» Task item
Word for word, copy all of the entries.

(Saved data entries)
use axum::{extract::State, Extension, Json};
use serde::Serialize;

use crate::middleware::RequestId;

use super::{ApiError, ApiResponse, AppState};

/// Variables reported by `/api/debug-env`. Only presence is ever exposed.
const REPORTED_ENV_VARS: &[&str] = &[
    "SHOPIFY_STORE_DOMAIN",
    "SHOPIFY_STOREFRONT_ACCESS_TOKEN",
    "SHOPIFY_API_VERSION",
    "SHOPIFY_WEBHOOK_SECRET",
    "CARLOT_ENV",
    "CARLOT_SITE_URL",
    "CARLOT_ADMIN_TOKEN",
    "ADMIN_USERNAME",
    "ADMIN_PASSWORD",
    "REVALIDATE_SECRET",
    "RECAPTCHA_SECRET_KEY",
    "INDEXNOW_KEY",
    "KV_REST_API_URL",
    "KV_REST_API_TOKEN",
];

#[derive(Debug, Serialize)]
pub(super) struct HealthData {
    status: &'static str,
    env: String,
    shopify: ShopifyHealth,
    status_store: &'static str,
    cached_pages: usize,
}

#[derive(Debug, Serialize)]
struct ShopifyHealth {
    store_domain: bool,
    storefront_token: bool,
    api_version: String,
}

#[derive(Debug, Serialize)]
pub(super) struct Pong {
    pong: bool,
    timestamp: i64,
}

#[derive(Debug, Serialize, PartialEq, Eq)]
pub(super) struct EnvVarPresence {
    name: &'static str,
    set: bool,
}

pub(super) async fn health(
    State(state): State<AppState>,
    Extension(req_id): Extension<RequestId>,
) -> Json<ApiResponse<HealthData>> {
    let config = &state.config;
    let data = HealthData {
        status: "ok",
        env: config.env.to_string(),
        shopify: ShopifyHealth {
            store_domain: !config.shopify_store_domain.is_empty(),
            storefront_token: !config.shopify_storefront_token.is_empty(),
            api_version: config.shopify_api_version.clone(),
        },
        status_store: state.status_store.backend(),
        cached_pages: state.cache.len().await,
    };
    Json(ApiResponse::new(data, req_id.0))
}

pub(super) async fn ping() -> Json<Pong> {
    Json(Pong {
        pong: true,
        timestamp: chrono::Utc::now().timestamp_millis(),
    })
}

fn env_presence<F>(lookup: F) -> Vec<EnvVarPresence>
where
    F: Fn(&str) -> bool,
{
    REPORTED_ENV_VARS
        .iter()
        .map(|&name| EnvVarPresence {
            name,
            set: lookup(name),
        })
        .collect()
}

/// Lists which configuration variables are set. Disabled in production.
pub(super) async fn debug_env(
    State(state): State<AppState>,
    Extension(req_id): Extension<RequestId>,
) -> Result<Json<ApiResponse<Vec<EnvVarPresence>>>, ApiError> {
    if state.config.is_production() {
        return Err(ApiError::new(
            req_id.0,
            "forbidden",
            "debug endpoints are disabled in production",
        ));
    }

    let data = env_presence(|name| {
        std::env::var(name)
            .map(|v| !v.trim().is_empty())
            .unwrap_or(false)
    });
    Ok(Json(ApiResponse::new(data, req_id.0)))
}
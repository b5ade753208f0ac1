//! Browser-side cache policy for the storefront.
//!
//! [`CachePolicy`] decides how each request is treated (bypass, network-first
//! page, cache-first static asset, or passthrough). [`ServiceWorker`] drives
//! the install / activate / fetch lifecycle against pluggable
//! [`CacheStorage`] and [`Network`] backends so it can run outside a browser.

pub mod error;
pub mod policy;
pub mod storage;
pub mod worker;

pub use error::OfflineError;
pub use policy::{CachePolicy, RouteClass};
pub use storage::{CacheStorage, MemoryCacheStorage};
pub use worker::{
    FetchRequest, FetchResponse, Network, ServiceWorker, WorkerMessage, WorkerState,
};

» Response to the task
use axum::{extract::State, Extension, Json};
use serde::Serialize;

use crate::middleware::RequestId;

use super::{ApiError, ApiResponse, AppState};

/// Variables reported by `/api/debug-env`. Only presence is ever exposed.
const REPORTED_ENV_VARS: &[&str] = &[
    "SHOPIFY_STORE_DOMAIN",
    "SHOPIFY_STOREFRONT_ACCESS_TOKEN",
    "SHOPIFY_API_VERSION",
    "SHOPIFY_WEBHOOK_SECRET",
    "CARLOT_ENV",
    "CARLOT_SITE_URL",
    "CARLOT_ADMIN_TOKEN",
    "ADMIN_USERNAME",
    "ADMIN_PASSWORD",
    "REVALIDATE_SECRET",
    "RECAPTCHA_SECRET_KEY",
    "INDEXNOW_KEY",
    "KV_REST_API_URL",
    "KV_REST_API_TOKEN",
];

#[derive(Debug, Serialize)]
pub(super) struct HealthData {
    status: &'static str,
    env: String,
    shopify: ShopifyHealth,
    status_store: &'static str,
    cached_pages: usize,
}

#[derive(Debug, Serialize)]
struct ShopifyHealth {
    store_domain: bool,
    storefront_token: bool,
    api_version: String,
}

#[derive(Debug, Serialize)]
pub(super) struct Pong {
    pong: bool,
    timestamp: i64,
}

#[derive(Debug, Serialize, PartialEq, Eq)]
pub(super) struct EnvVarPresence {
    name: &'static str,
    set: bool,
}

pub(super) async fn health(
    State(state): State<AppState>,
    Extension(req_id): Extension<RequestId>,
) -> Json<ApiResponse<HealthData>> {
    let config = &state.config;
    let data = HealthData {
        status: "ok",
        env: config.env.to_string(),
        shopify: ShopifyHealth {
            store_domain: !config.shopify_store_domain.is_empty(),
            storefront_token: !config.shopify_storefront_token.is_empty(),
            api_version: config.shopify_api_version.clone(),
        },
        status_store: state.status_store.backend(),
        cached_pages: state.cache.len().await,
    };
    Json(ApiResponse::new(data, req_id.0))
}

pub(super) async fn ping() -> Json<Pong> {
    Json(Pong {
        pong: true,
        timestamp: chrono::Utc::now().timestamp_millis(),
    })
}

fn env_presence<F>(lookup: F) -> Vec<EnvVarPresence>
where
    F: Fn(&str) -> bool,
{
    REPORTED_ENV_VARS
        .iter()
        .map(|&name| EnvVarPresence {
            name,
            set: lookup(name),
        })
        .collect()
}

/// Lists which configuration variables are set. Disabled in production.
pub(super) async fn debug_env(
    State(state): State<AppState>,
    Extension(req_id): Extension<RequestId>,
) -> Result<Json<ApiResponse<Vec<EnvVarPresence>>>, ApiError> {
    if state.config.is_production() {
        return Err(ApiError::new(
            req_id.0,
            "forbidden",
            "debug endpoints are disabled in production",
        ));
    }

    let data = env_presence(|name| {
        std::env::var(name)
            .map(|v| !v.trim().is_empty())
            .unwrap_or(false)
    });
    Ok(Json(ApiResponse::new(data, req_id.0)))
}
repository b5ade753208f0ac1
//! Browser-side cache policy for the storefront.
//!
//! [`CachePolicy`] decides how each request is treated (bypass, network-first
//! page, cache-first static asset, or passthrough). [`ServiceWorker`] drives
//! the install / activate / fetch lifecycle against pluggable
//! [`CacheStorage`] and [`Network`] backends so it can run outside a browser.

pub mod error;
pub mod policy;
pub mod storage;
pub mod worker;

pub use error::OfflineError;
pub use policy::{CachePolicy, RouteClass};
pub use storage::{CacheStorage, MemoryCacheStorage};
pub use worker::{
    FetchRequest, FetchResponse, Network, ServiceWorker, WorkerMessage, WorkerState,
};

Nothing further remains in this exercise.